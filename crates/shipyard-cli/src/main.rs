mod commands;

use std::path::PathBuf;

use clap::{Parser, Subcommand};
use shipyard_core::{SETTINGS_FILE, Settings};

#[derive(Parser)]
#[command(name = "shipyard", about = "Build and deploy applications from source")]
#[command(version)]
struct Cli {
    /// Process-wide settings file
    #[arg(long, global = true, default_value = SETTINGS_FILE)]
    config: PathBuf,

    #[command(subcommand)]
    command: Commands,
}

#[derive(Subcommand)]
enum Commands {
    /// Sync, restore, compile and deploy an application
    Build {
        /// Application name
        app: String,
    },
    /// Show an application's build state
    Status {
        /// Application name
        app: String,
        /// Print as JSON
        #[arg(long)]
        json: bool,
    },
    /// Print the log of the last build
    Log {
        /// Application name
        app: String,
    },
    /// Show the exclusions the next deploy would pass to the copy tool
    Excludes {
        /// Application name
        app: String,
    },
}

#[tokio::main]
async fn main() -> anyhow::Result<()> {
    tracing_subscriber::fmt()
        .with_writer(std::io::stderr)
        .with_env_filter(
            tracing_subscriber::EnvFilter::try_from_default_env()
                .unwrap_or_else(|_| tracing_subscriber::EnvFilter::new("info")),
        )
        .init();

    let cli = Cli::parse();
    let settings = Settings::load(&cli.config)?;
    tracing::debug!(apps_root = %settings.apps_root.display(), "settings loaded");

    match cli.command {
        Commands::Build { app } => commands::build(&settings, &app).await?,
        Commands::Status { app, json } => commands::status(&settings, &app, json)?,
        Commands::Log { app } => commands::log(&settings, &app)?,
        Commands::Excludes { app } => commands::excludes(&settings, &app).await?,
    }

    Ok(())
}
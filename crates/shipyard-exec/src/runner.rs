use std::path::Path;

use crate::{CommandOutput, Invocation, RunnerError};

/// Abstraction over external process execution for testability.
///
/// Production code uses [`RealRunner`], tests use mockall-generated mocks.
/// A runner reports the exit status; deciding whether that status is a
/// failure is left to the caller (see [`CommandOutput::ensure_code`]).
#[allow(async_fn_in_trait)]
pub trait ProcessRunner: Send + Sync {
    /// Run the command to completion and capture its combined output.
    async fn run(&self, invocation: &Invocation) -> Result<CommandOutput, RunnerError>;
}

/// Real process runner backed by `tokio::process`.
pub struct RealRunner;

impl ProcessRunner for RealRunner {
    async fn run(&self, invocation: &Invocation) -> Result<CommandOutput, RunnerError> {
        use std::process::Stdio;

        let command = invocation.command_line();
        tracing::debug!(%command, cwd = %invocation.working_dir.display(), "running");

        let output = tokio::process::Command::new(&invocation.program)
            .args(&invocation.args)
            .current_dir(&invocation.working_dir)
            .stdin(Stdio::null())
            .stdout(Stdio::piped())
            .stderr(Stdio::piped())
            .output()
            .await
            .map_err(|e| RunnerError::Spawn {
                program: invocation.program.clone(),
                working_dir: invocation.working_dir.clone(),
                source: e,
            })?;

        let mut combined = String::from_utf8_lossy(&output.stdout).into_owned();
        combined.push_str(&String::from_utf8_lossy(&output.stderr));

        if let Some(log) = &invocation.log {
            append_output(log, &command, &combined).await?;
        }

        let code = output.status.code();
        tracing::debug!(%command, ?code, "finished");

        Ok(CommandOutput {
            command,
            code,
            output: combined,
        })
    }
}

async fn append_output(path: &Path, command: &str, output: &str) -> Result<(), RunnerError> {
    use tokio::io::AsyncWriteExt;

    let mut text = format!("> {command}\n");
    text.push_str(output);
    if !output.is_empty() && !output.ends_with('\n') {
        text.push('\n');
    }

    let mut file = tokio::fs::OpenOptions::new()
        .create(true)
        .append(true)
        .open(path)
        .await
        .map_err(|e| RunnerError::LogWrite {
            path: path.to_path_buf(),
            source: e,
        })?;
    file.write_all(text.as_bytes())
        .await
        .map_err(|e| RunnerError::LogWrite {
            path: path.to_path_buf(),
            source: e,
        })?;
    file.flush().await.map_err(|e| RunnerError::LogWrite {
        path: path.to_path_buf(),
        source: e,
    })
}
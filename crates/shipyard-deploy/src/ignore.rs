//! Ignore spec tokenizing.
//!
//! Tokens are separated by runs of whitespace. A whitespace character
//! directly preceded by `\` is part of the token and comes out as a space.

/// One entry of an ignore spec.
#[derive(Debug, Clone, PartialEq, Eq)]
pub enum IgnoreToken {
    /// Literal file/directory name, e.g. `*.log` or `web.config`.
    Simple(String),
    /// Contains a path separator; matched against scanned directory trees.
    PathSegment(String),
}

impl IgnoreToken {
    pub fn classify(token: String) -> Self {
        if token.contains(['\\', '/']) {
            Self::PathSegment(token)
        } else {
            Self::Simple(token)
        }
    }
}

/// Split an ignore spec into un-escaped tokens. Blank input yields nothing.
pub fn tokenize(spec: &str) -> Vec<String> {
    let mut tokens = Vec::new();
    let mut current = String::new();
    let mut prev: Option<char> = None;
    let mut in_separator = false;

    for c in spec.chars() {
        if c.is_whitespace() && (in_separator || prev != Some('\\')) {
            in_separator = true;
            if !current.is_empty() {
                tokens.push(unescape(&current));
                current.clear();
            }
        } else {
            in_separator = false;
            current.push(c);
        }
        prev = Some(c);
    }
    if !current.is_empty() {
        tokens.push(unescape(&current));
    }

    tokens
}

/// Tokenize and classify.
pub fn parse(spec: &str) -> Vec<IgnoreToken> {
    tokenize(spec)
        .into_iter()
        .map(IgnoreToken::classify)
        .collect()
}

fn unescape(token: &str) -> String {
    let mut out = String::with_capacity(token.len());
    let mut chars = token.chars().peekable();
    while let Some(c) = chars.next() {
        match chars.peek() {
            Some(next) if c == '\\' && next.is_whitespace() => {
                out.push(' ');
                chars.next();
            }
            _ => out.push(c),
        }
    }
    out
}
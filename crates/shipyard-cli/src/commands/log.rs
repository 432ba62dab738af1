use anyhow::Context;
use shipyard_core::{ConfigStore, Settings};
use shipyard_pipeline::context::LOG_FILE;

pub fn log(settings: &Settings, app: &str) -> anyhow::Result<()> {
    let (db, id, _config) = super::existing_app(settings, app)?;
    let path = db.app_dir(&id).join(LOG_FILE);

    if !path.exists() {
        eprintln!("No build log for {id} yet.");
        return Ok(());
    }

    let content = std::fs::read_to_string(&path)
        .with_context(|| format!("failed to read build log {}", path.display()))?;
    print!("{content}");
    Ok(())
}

■ **WORK REQUEST**: Of the lines above, retype only those from the line containing "use std::path::Path;" through the line containing "impl ProcessRunner for", including both, exactly.

■ **EXERCISE RESPONSE**:
use std::path::Path;

use crate::{CommandOutput, Invocation, RunnerError};

/// Abstraction over external process execution for testability.
///
/// Production code uses [`RealRunner`], tests use mockall-generated mocks.
/// A runner reports the exit status; deciding whether that status is a
/// failure is left to the caller (see [`CommandOutput::ensure_code`]).
#[allow(async_fn_in_trait)]
pub trait ProcessRunner: Send + Sync {
    /// Run the command to completion and capture its combined output.
    async fn run(&self, invocation: &Invocation) -> Result<CommandOutput, RunnerError>;
}

/// Real process runner backed by `tokio::process`.
pub struct RealRunner;

impl ProcessRunner for RealRunner {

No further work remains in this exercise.